Saved entries
####

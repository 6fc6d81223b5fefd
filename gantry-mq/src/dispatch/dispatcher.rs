//! Broker dispatcher: queue name routing and id assignment.

// Layer 1: Standard library imports
use std::sync::atomic::{AtomicBool, Ordering};
use std::sync::Arc;
use std::time::Duration;

// Layer 2: Third-party crate imports
use dashmap::DashMap;

// Layer 3: Internal module imports
use super::allocator::IdAllocator;
use super::error::DispatchError;
use crate::message::{Dependency, Message, MessageId, MessageState};
use crate::queue::{MessageQueue, ServeMode};
use crate::snapshot::SnapshotSdto;

/// Routes operations to per-queue engines, creating them on first use.
///
/// The queue map only ever grows; engines live until broker shutdown. Ids
/// are minted from a coordination-assigned block so every message pushed
/// through one broker incarnation gets a strictly increasing id.
///
/// The dispatcher carries the broker's serving mode: engines created while
/// the broker is a replica mirror state without delivering, and
/// [`Dispatcher::start_serving_all`] promotes everything at election time.
#[derive(Debug)]
pub struct Dispatcher<Q: MessageQueue> {
    queues: DashMap<String, Arc<Q>>,
    ids: IdAllocator,
    serving: AtomicBool,
}

impl<Q: MessageQueue> Dispatcher<Q> {
    /// Create a dispatcher minting ids from `block`.
    pub fn new(mode: ServeMode, block: u32) -> Self {
        Self {
            queues: DashMap::new(),
            ids: IdAllocator::new(block),
            serving: AtomicBool::new(mode == ServeMode::Primary),
        }
    }

    /// Find or create the engine for `name`.
    pub fn queue(&self, name: &str) -> Arc<Q> {
        if let Some(queue) = self.queues.get(name) {
            return Arc::clone(queue.value());
        }
        let mode = if self.serving.load(Ordering::Acquire) {
            ServeMode::Primary
        } else {
            ServeMode::Replica
        };
        let entry = self
            .queues
            .entry(name.to_string())
            .or_insert_with(|| Arc::new(Q::with_mode(mode)));
        Arc::clone(entry.value())
    }

    /// Pop the next deliverable message from `queue`.
    ///
    /// `_last_id` is advisory: it reports the caller's last received id and
    /// does not filter delivery.
    pub async fn get_message(
        &self,
        queue: &str,
        _last_id: MessageId,
        timeout: Duration,
    ) -> Result<Message, DispatchError> {
        Ok(self.queue(queue).pop_free(timeout).await?)
    }

    /// Assign an id to `message` and push it into `queue`.
    ///
    /// Returns the message as pushed (id included) so the caller can mirror
    /// it to followers.
    pub fn add_message(
        &self,
        queue: &str,
        mut message: Message,
        deps: &[Dependency],
    ) -> Result<Message, DispatchError> {
        message.id = self.ids.allocate()?;
        self.queue(queue).push(message.clone(), deps)?;
        Ok(message)
    }

    /// Push a group of messages sharing one dependency list.
    ///
    /// Ids are assigned in input order; the returned messages carry them.
    pub fn add_message_group(
        &self,
        queue: &str,
        messages: Vec<Message>,
        deps: &[Dependency],
    ) -> Result<Vec<Message>, DispatchError> {
        let engine = self.queue(queue);
        let mut pushed = Vec::with_capacity(messages.len());
        for mut message in messages {
            message.id = self.ids.allocate()?;
            engine.push(message.clone(), deps)?;
            pushed.push(message);
        }
        Ok(pushed)
    }

    /// Acknowledge a delivered message.
    pub fn ack(&self, queue: &str, id: MessageId) -> Result<(), DispatchError> {
        Ok(self.queue(queue).ack(id)?)
    }

    /// Mark a delivered message as failed.
    pub fn fail(&self, queue: &str, id: MessageId) -> Result<(), DispatchError> {
        Ok(self.queue(queue).fail(id)?)
    }

    /// Follower path: push messages that already carry their ids.
    pub fn sync_push(
        &self,
        queue: &str,
        messages: Vec<Message>,
        deps: &[Dependency],
    ) -> Result<(), DispatchError> {
        let engine = self.queue(queue);
        for message in messages {
            engine.push(message, deps)?;
        }
        Ok(())
    }

    /// Follower path: advance a record's state.
    pub fn sync_set_state(
        &self,
        queue: &str,
        id: MessageId,
        state: MessageState,
    ) -> Result<(), DispatchError> {
        Ok(self.queue(queue).set_state(id, state)?)
    }

    /// Replace every engine with ones rebuilt from `snapshot`.
    pub fn install_snapshot(&self, snapshot: SnapshotSdto) -> Result<(), DispatchError> {
        self.queues.clear();
        for (name, queue_sdto) in snapshot.queues {
            let engine = Q::from_snapshot(queue_sdto)?;
            self.queues.insert(name, Arc::new(engine));
        }
        Ok(())
    }

    /// Capture every engine's state.
    pub fn snapshot(&self) -> SnapshotSdto {
        let mut snapshot = SnapshotSdto::default();
        for entry in self.queues.iter() {
            snapshot
                .queues
                .insert(entry.key().clone(), entry.value().snapshot());
        }
        snapshot
    }

    /// Promote every engine (and future engines) to serving.
    pub fn start_serving_all(&self) {
        self.serving.store(true, Ordering::Release);
        for entry in self.queues.iter() {
            entry.value().start_serving();
        }
    }

    /// Whether this dispatcher creates serving engines.
    pub fn is_serving(&self) -> bool {
        self.serving.load(Ordering::Acquire)
    }

    /// Ids left in the current block.
    pub fn ids_remaining(&self) -> u64 {
        self.ids.remaining()
    }

    /// Mint from a freshly allocated block from now on.
    pub fn install_id_block(&self, block: u32) {
        self.ids.install_block(block);
    }
}

#[cfg(test)]
#[allow(clippy::unwrap_used)] // Tests are allowed to use unwrap for simplicity
mod tests {
    use super::*;
    use std::collections::VecDeque;

    use async_trait::async_trait;
    use parking_lot::Mutex;

    use crate::queue::{InMemoryQueue, QueueError};
    use crate::snapshot::QueueSdto;

    /// Recording stand-in for the real engine.
    #[derive(Debug, Default)]
    struct FakeQueue {
        pushed: Mutex<Vec<(Message, Vec<Dependency>)>>,
        acked: Mutex<Vec<MessageId>>,
        failed: Mutex<Vec<MessageId>>,
        free: Mutex<VecDeque<Message>>,
    }

    #[async_trait]
    impl MessageQueue for FakeQueue {
        fn with_mode(_mode: ServeMode) -> Self {
            Self::default()
        }

        fn from_snapshot(_snapshot: QueueSdto) -> Result<Self, QueueError> {
            Ok(Self::default())
        }

        fn push(&self, message: Message, deps: &[Dependency]) -> Result<(), QueueError> {
            self.pushed.lock().push((message, deps.to_vec()));
            Ok(())
        }

        async fn pop_free(&self, _timeout: Duration) -> Result<Message, QueueError> {
            self.free.lock().pop_front().ok_or(QueueError::Timeout)
        }

        fn ack(&self, id: MessageId) -> Result<(), QueueError> {
            self.acked.lock().push(id);
            Ok(())
        }

        fn fail(&self, id: MessageId) -> Result<(), QueueError> {
            self.failed.lock().push(id);
            Ok(())
        }

        fn set_state(&self, _id: MessageId, _state: MessageState) -> Result<(), QueueError> {
            Ok(())
        }

        fn start_serving(&self) {}

        fn is_serving(&self) -> bool {
            true
        }

        fn snapshot(&self) -> QueueSdto {
            QueueSdto::default()
        }
    }

    const POP: Duration = Duration::from_millis(10);

    fn msg(payload: &str) -> Message {
        Message::new(payload.as_bytes().to_vec())
    }

    #[tokio::test]
    async fn get_message_drains_the_queue_then_times_out() {
        let dispatcher: Dispatcher<FakeQueue> = Dispatcher::new(ServeMode::Primary, 1);
        let result = dispatcher.get_message("q", MessageId::UNSET, POP).await;
        assert!(result.unwrap_err().is_timeout());

        let engine = dispatcher.queue("q");
        let mut expected = Vec::new();
        for i in 0..10u64 {
            let mut m = msg(&i.to_string());
            m.id = MessageId::from_raw(i + 1);
            engine.free.lock().push_back(m.clone());
            expected.push(m);
        }

        for m in expected {
            let got = dispatcher
                .get_message("q", MessageId::UNSET, POP)
                .await
                .unwrap();
            assert_eq!(got, m);
        }
        let result = dispatcher.get_message("q", MessageId::UNSET, POP).await;
        assert!(result.unwrap_err().is_timeout());
    }

    #[tokio::test]
    async fn add_message_assigns_increasing_ids() {
        let dispatcher: Dispatcher<FakeQueue> = Dispatcher::new(ServeMode::Primary, 4);

        let dep1 = Dependency::new("dep1", 1);
        let dep2 = Dependency::new("dep2", 2);
        let first = dispatcher
            .add_message("q", msg("m1"), &[dep1.clone(), dep2.clone()])
            .unwrap();
        let second = dispatcher.add_message("q", msg("m2"), &[dep2.clone()]).unwrap();

        assert_eq!(first.id, MessageId::from_parts(4, 1));
        assert!(second.id > first.id);

        let engine = dispatcher.queue("q");
        let pushed = engine.pushed.lock();
        assert_eq!(pushed.len(), 2);
        assert_eq!(pushed[0].0, first);
        assert_eq!(pushed[0].1, vec![dep1, dep2.clone()]);
        assert_eq!(pushed[1].0, second);
        assert_eq!(pushed[1].1, vec![dep2]);
    }

    #[tokio::test]
    async fn group_shares_one_dependency_list() {
        let dispatcher: Dispatcher<FakeQueue> = Dispatcher::new(ServeMode::Primary, 1);
        let deps = vec![
            Dependency::new("dep1", 1),
            Dependency::new("dep2", 2),
            Dependency::new("dep3", 3),
        ];

        let pushed = dispatcher
            .add_message_group("q", vec![msg("m1"), msg("m2")], &deps)
            .unwrap();
        assert_eq!(pushed.len(), 2);
        assert!(pushed[1].id > pushed[0].id);

        let engine = dispatcher.queue("q");
        let recorded = engine.pushed.lock();
        assert_eq!(recorded[0].1, deps);
        assert_eq!(recorded[1].1, deps);
    }

    #[tokio::test]
    async fn ack_and_fail_delegate_to_the_engine() {
        let dispatcher: Dispatcher<FakeQueue> = Dispatcher::new(ServeMode::Primary, 1);
        dispatcher.ack("q", MessageId::from_raw(1)).unwrap();
        dispatcher.fail("q", MessageId::from_raw(2)).unwrap();

        let engine = dispatcher.queue("q");
        assert_eq!(*engine.acked.lock(), vec![MessageId::from_raw(1)]);
        assert_eq!(*engine.failed.lock(), vec![MessageId::from_raw(2)]);
    }

    #[tokio::test]
    async fn queue_lookup_is_find_or_create() {
        let dispatcher: Dispatcher<FakeQueue> = Dispatcher::new(ServeMode::Primary, 1);
        let first = dispatcher.queue("q");
        let second = dispatcher.queue("q");
        assert!(Arc::ptr_eq(&first, &second));
        let other = dispatcher.queue("other");
        assert!(!Arc::ptr_eq(&first, &other));
    }

    #[tokio::test]
    async fn replica_dispatcher_creates_passive_engines() {
        let dispatcher: Dispatcher<InMemoryQueue> = Dispatcher::new(ServeMode::Replica, 1);
        let engine = dispatcher.queue("q");
        assert!(!engine.is_serving());

        dispatcher.start_serving_all();
        assert!(engine.is_serving());
        assert!(dispatcher.queue("late").is_serving());
    }

    #[tokio::test]
    async fn snapshot_round_trips_through_install() {
        let primary: Dispatcher<InMemoryQueue> = Dispatcher::new(ServeMode::Primary, 1);
        primary.add_message("jobs", msg("a"), &[]).unwrap();
        primary
            .add_message("jobs", msg("b"), &[Dependency::new("k", 1)])
            .unwrap();
        primary.add_message("other", msg("c"), &[]).unwrap();

        let replica: Dispatcher<InMemoryQueue> = Dispatcher::new(ServeMode::Replica, 9);
        replica.install_snapshot(primary.snapshot()).unwrap();
        assert_eq!(replica.snapshot(), primary.snapshot());
        assert!(!replica.queue("jobs").is_serving());
    }
}
// Layer 1: Standard library imports
use std::collections::BTreeMap;

// Layer 2: Third-party crate imports
use serde::{Deserialize, Serialize};

// Layer 3: Internal module imports
use crate::message::{Message, MessageId, MessageState};

/// Serialized form of one internal message record.
#[derive(Debug, Clone, PartialEq, Eq, Serialize, Deserialize)]
pub struct MessageSdto {
    /// The message, id included.
    pub message: Message,
    /// Lifecycle state at capture time.
    pub state: MessageState,
    /// Remaining unresolved dependency contributions.
    pub n_deps: u32,
}

/// Serialized form of one dependency key.
#[derive(Debug, Clone, PartialEq, Eq, Serialize, Deserialize)]
pub struct DependencySdto {
    /// The dependency key.
    pub key: String,
    /// How many times the key has been resolved.
    pub n_resolved: u64,
    /// Ids of messages still waiting on this key, in registration order.
    pub dependants: Vec<MessageId>,
}

/// Serializable capture of a whole queue engine.
///
/// `dependants` entries refer into `messages` by id; reconstruction aliases
/// the same record from both views.
#[derive(Debug, Clone, Default, PartialEq, Eq, Serialize, Deserialize)]
pub struct QueueSdto {
    /// Every record the engine owns, in id order.
    pub messages: Vec<MessageSdto>,
    /// Every dependency key, in key order.
    pub dependencies: Vec<DependencySdto>,
}

/// Full-broker snapshot shipped to a catching-up follower.
#[derive(Debug, Clone, Default, PartialEq, Eq, Serialize, Deserialize)]
pub struct SnapshotSdto {
    /// Per-queue captures, keyed by queue name.
    pub queues: BTreeMap<String, QueueSdto>,
}

#[cfg(test)]
#[allow(clippy::unwrap_used)] // Tests are allowed to use unwrap for simplicity
mod tests {
    use super::*;
    use bytes::Bytes;
    use crate::message::MessageKind;

    fn sample() -> SnapshotSdto {
        let mut queues = BTreeMap::new();
        queues.insert(
            "tiles".to_string(),
            QueueSdto {
                messages: vec![MessageSdto {
                    message: Message {
                        id: MessageId::from_parts(1, 1),
                        kind: MessageKind::Normal,
                        payload: Bytes::from_static(b"m1"),
                        resolve_dep: Some("row-0".to_string()),
                    },
                    state: MessageState::Acked,
                    n_deps: 0,
                }],
                dependencies: vec![DependencySdto {
                    key: "row-0".to_string(),
                    n_resolved: 1,
                    dependants: vec![],
                }],
            },
        );
        SnapshotSdto { queues }
    }

    #[test]
    fn serde_round_trip() {
        let snapshot = sample();
        let json = serde_json::to_string(&snapshot).unwrap();
        let back: SnapshotSdto = serde_json::from_str(&json).unwrap();
        assert_eq!(back, snapshot);
    }
}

####

WHAT YOU SHOULD DO:
From the entries above, extract each line containing "MessageQueue".

RESULT OF THIS TASK:
use crate::queue::{MessageQueue, ServeMode};
pub struct Dispatcher<Q: MessageQueue> {
impl<Q: MessageQueue> Dispatcher<Q> {
    impl MessageQueue for FakeQueue {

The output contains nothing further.